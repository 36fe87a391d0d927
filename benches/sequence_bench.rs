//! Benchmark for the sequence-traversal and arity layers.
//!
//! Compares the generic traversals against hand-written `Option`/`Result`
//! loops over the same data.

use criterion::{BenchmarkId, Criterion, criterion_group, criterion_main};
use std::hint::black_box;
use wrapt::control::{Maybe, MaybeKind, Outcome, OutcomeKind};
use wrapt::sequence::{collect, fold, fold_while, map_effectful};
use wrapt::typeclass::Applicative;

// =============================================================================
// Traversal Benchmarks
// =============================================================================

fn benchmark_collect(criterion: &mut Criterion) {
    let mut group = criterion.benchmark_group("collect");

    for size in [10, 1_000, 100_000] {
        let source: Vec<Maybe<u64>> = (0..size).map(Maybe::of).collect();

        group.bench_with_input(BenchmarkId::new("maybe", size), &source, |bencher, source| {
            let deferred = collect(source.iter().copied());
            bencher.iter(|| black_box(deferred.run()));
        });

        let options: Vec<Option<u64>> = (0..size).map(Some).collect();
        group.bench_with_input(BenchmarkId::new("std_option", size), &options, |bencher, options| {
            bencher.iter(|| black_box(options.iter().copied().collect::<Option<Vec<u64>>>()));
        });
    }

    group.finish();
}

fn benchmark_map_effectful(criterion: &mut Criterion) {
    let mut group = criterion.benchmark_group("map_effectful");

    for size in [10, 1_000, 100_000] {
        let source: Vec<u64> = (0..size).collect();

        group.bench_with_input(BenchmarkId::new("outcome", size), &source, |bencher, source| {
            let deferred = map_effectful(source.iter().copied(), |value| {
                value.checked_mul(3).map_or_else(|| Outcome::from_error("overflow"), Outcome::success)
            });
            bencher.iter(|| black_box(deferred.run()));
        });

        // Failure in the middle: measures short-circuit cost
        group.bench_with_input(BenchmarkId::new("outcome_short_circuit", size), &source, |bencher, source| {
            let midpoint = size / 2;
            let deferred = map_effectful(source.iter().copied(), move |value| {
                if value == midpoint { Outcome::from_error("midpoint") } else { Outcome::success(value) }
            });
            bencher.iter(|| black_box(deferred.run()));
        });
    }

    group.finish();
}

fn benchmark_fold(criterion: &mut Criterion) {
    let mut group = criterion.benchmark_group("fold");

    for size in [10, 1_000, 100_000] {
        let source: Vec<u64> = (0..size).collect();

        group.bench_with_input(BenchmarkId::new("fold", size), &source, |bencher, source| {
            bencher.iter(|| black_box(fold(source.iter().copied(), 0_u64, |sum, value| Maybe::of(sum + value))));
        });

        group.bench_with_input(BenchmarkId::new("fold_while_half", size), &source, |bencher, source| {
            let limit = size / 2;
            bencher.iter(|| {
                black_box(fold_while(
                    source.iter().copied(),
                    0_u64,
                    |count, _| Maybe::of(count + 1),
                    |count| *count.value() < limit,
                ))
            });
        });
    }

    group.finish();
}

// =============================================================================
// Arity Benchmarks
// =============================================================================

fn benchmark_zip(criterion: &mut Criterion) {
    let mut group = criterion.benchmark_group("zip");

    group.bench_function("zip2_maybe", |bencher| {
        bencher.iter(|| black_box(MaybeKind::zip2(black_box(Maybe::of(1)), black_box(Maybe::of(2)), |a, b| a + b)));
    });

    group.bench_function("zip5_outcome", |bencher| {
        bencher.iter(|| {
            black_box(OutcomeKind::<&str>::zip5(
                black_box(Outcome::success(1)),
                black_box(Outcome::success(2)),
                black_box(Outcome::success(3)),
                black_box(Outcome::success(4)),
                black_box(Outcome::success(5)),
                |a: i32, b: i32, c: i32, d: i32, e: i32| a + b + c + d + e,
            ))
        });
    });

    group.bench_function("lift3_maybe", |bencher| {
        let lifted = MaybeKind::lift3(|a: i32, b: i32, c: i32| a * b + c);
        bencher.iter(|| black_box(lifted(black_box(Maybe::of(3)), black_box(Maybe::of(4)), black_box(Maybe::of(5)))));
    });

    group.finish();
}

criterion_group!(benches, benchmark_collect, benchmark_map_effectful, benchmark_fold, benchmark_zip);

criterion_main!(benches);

◆ ◆ ◆ ◆ ◆

What lines above contain "lifted"? Copy them out.

§ WRITTEN ANSWER:
        let lifted = MaybeKind::lift3(|a: i32, b: i32, c: i32| a * b + c);
        bencher.iter(|| black_box(lifted(black_box(Maybe::of(3)), black_box(Maybe::of(4)), black_box(Maybe::of(5)))));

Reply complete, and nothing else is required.